By Andrea Rodriguez
The Associated Press
Posted May 18 2007
HAVANA · Cuba says it will spend about $185 million to upgrade more than
200 resorts, golf courses, marinas and other amenities to try to reverse
a dip in tourism to the island.
The government has said the number of visitors to the island dropped by
about 100,000 last year to 2.2 million, hitting the communist nation's
leading source of income. Washington's 45-year-old trade embargo
prohibits American tourists from going to Cuba and chokes off most trade
between the countries.
Tourism Minister Manuel Marrero announced the development plan last week
at a tourism fair that was closed to the international press.
The plan detailed this week in Opciones, a state-run newspaper for
foreign investors, will run through 2010 and seeks to make Cuba more
competitive.
About $162 million will be used to upgrade non-hotel amenities, such as
golf courses, yacht clubs and theme parks.

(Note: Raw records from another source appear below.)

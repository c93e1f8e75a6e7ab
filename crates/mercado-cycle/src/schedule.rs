//! End-of-offers arithmetic.

use chrono::TimeDelta;

use mercado_core::{MarketError, Periodicity, Result};

use crate::date::parse_iso;

/// Output layout: minute precision, no offset.
const OFFERS_END_FORMAT: &str = "%Y-%m-%dT%H:%M";

/// Returns the end of the offer window, `YYYY-MM-DDTHH:mm`.
///
/// Adds 7 days for [`Periodicity::Weekly`] and 14 for
/// [`Periodicity::Biweekly`], keeping the wall-clock time. An empty or
/// unreadable start yields an empty string.
///
/// ```
/// use mercado_core::Periodicity;
/// use mercado_cycle::offers_end;
///
/// assert_eq!(offers_end("2025-10-13T08:00", Periodicity::Weekly), "2025-10-20T08:00");
/// ```
#[must_use]
pub fn offers_end(inicio_ofertas: &str, periodicidade: Periodicity) -> String {
    try_offers_end(inicio_ofertas, periodicidade).unwrap_or_default()
}

/// Strict variant of [`offers_end`].
///
/// # Errors
///
/// Returns [`MarketError::InvalidDate`] when `inicio_ofertas` is non-empty and
/// not an ISO-like date, or when the end falls outside the supported range.
pub fn try_offers_end(inicio_ofertas: &str, periodicidade: Periodicity) -> Result<String> {
    if inicio_ofertas.is_empty() {
        return Ok(String::new());
    }

    let start = parse_iso(inicio_ofertas)?;
    let end = start
        .checked_add_signed(TimeDelta::days(periodicidade.days()))
        .ok_or_else(|| MarketError::InvalidDate(inicio_ofertas.to_string()))?;
    Ok(end.format(OFFERS_END_FORMAT).to_string())
}

#[cfg(test)]
mod tests {
    use super::*;

    #[test]
    fn test_weekly() {
        assert_eq!(
            offers_end("2025-10-13T08:00", Periodicity::Weekly),
            "2025-10-20T08:00"
        );
    }

    #[test]
    fn test_biweekly_crosses_month_and_year() {
        assert_eq!(
            offers_end("2025-10-25T18:30", Periodicity::Biweekly),
            "2025-11-08T18:30"
        );
        assert_eq!(
            offers_end("2025-12-28T00:00", Periodicity::Weekly),
            "2026-01-04T00:00"
        );
        assert_eq!(
            offers_end("2024-02-22T09:00", Periodicity::Weekly),
            "2024-02-29T09:00"
        );
    }

    #[test]
    fn test_truncates_to_minutes() {
        assert_eq!(
            offers_end("2025-10-13T08:00:59", Periodicity::Weekly),
            "2025-10-20T08:00"
        );
        assert_eq!(
            offers_end("2025-10-13", Periodicity::Weekly),
            "2025-10-20T00:00"
        );
    }

    #[test]
    fn test_short_offsets_and_hour_only_starts() {
        assert_eq!(
            offers_end("2025-10-13T08:30+0300", Periodicity::Weekly),
            "2025-10-20T08:30"
        );
        assert_eq!(
            offers_end("2025-10-13T08", Periodicity::Biweekly),
            "2025-10-27T08:00"
        );
    }

    #[test]
    fn test_empty_and_invalid() {
        assert_eq!(offers_end("", Periodicity::Biweekly), "");
        assert_eq!(offers_end("depois", Periodicity::Weekly), "");
        assert!(try_offers_end("depois", Periodicity::Weekly).is_err());
        assert_eq!(try_offers_end("", Periodicity::Weekly).unwrap(), "");
    }

    #[test]
    fn test_periodicity_from_wire_name() {
        let periodicity: Periodicity = "quinzenal".parse().unwrap();
        assert_eq!(
            offers_end("2025-10-01T10:00", periodicity),
            "2025-10-15T10:00"
        );
    }
}
#![doc = include_str!("../README.md")]
#![doc(issue_tracker_base_url = "https://github.com/factordynamics/mercado/issues/")]
#![cfg_attr(docsrs, feature(doc_cfg, doc_auto_cfg))]
#![warn(missing_docs)]
#![forbid(unsafe_code)]

//! Stateless validators for Brazilian documents, contacts, bank data and PIX keys.
//!
//! Every validator is total: invalid input is an expected outcome reported in
//! the return value, never a panic or an error.
//!
//! - [`validate_cpf`] / [`validate_cnpj`] - Taxpayer numbers with check digits
//! - [`validate_email`] / [`validate_mobile`] - Contact data
//! - [`validate_agency`] / [`validate_account`] - Bank data
//! - [`validate_pix_key`] - PIX key classification
//! - [`validate_profile`] - The supplier personal data form

/// Bank agency and account rules.
pub mod bank;
/// E-mail and mobile number rules.
pub mod contact;
/// CPF and CNPJ check digits.
pub mod document;
/// PIX key classification.
pub mod pix;
/// Supplier profile form validation.
pub mod profile;

pub use bank::{validate_account, validate_agency};
pub use contact::{validate_email, validate_mobile};
pub use document::{only_digits, validate_cnpj, validate_cpf};
pub use pix::validate_pix_key;
pub use profile::{ProfileErrors, SupplierProfile, validate_profile};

Other funds will be used to build 50 boutique inns around the country in
addition to 10 already under construction and to improve the country's
outdated highways, Marrero said.
Opciones did not say how many tourists have visited Cuba so far this
year, but quoted Marrero as saying that "in 2007, for the fourth
consecutive year, the number will be greater than 2 million visitors."
Many international visitors complain that Cuba is excessively expensive,
especially because of a tax on required currency exchanges.
Also at the fair, aviation officials announced plans to improve airports
in Havana and four other cities. Heriberto Prieto, first vice president
of Cuba's Civil Aviation Institute, said almost a dozen new planes were
being added to the island's passenger fleet.
Tourism, which generates about $2 billion a year in Cuba, became a major
source of income in the 1990s after the Soviet Union's collapse and the
loss of crucial aid and trade.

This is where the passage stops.